* _Directions for this task_
Go through the material and pull out every line with the string "UnitsQuery" in it.

=== Exercise input ===

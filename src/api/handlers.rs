//! Request handlers for the API endpoints.

use std::sync::Arc;

use axum::Json;
use axum::extract::{Path, Query, State};
use axum::http::StatusCode;
use chrono::NaiveDateTime;

use super::AppState;
use super::types::{
    ErrorResponse, ReportResponse, ResultRecord, ResultsQuery, ScenarioListing, UnitsQuery,
};
use crate::assets::selection::sort_units;
use crate::assets::unit::ProductionUnit;
use crate::io::fields::parse_timestamp;
use crate::runner::ScenarioRun;
use crate::sim::hourly::{HourlyHeatProduction, hourly_production};

type ApiError = (StatusCode, Json<ErrorResponse>);

fn error(status: StatusCode, message: String) -> ApiError {
    (status, Json(ErrorResponse { error: message }))
}

fn find<'a>(state: &'a AppState, name: &str) -> Result<&'a ScenarioRun, ApiError> {
    state
        .scenario(name)
        .ok_or_else(|| error(StatusCode::NOT_FOUND, format!("unknown scenario \"{name}\"")))
}

fn bound(raw: Option<&str>, param: &str) -> Result<Option<NaiveDateTime>, ApiError> {
    raw.map(|value| {
        parse_timestamp(value).ok_or_else(|| {
            error(
                StatusCode::BAD_REQUEST,
                format!("`{param}` (\"{value}\") is not a timestamp"),
            )
        })
    })
    .transpose()
}

/// `GET /scenarios` → 200 + `Vec<ScenarioListing>` JSON
pub async fn list_scenarios(State(state): State<Arc<AppState>>) -> Json<Vec<ScenarioListing>> {
    Json(state.runs.iter().map(ScenarioListing::from).collect())
}

/// Returns the scenario's fleet.
///
/// `GET /scenarios/{name}/units` → 200 + fleet JSON in catalog order
/// `GET /scenarios/{name}/units?sort=co2_emission` → sorted, unknown CO₂ last
pub async fn get_units(
    State(state): State<Arc<AppState>>,
    Path(name): Path<String>,
    Query(query): Query<UnitsQuery>,
) -> Result<Json<Vec<ProductionUnit>>, ApiError> {
    let run = find(&state, &name)?;
    let mut units = run.units.clone();
    if let Some(key) = query.sort {
        sort_units(&mut units, key);
    }
    Ok(Json(units))
}

/// Returns result rows, optionally filtered by unit and time range.
///
/// `GET /scenarios/{name}/results` → 200 + `Vec<ResultRecord>` JSON
/// `GET /scenarios/{name}/results?unit=GB1&from=..&to=..` → filtered (inclusive)
/// `from` later than `to`, or an unparseable bound → 400 + `ErrorResponse`
pub async fn get_results(
    State(state): State<Arc<AppState>>,
    Path(name): Path<String>,
    Query(query): Query<ResultsQuery>,
) -> Result<Json<Vec<ResultRecord>>, ApiError> {
    let run = find(&state, &name)?;
    let from = bound(query.from.as_deref(), "from")?;
    let to = bound(query.to.as_deref(), "to")?;

    if let (Some(from), Some(to)) = (from, to) {
        if from > to {
            return Err(error(
                StatusCode::BAD_REQUEST,
                format!("`from` ({from}) must not be later than `to` ({to})"),
            ));
        }
    }

    let records = run
        .run
        .results
        .iter()
        .filter(|r| query.unit.as_ref().is_none_or(|u| &r.unit_name == u))
        .filter(|r| from.is_none_or(|f| r.time >= f))
        .filter(|r| to.is_none_or(|t| r.time <= t))
        .map(ResultRecord::from)
        .collect();

    Ok(Json(records))
}

/// `GET /scenarios/{name}/report` → 200 + `ReportResponse` JSON
pub async fn get_report(
    State(state): State<Arc<AppState>>,
    Path(name): Path<String>,
) -> Result<Json<ReportResponse>, ApiError> {
    let run = find(&state, &name)?;
    Ok(Json(ReportResponse::from(run)))
}

/// `GET /scenarios/{name}/hourly` → 200 + `Vec<HourlyHeatProduction>` JSON
pub async fn get_hourly(
    State(state): State<Arc<AppState>>,
    Path(name): Path<String>,
) -> Result<Json<Vec<HourlyHeatProduction>>, ApiError> {
    let run = find(&state, &name)?;
    Ok(Json(hourly_production(&run.run.results)))
}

===

* _Response to this task_
    ErrorResponse, ReportResponse, ResultRecord, ResultsQuery, ScenarioListing, UnitsQuery,
    Query(query): Query<UnitsQuery>,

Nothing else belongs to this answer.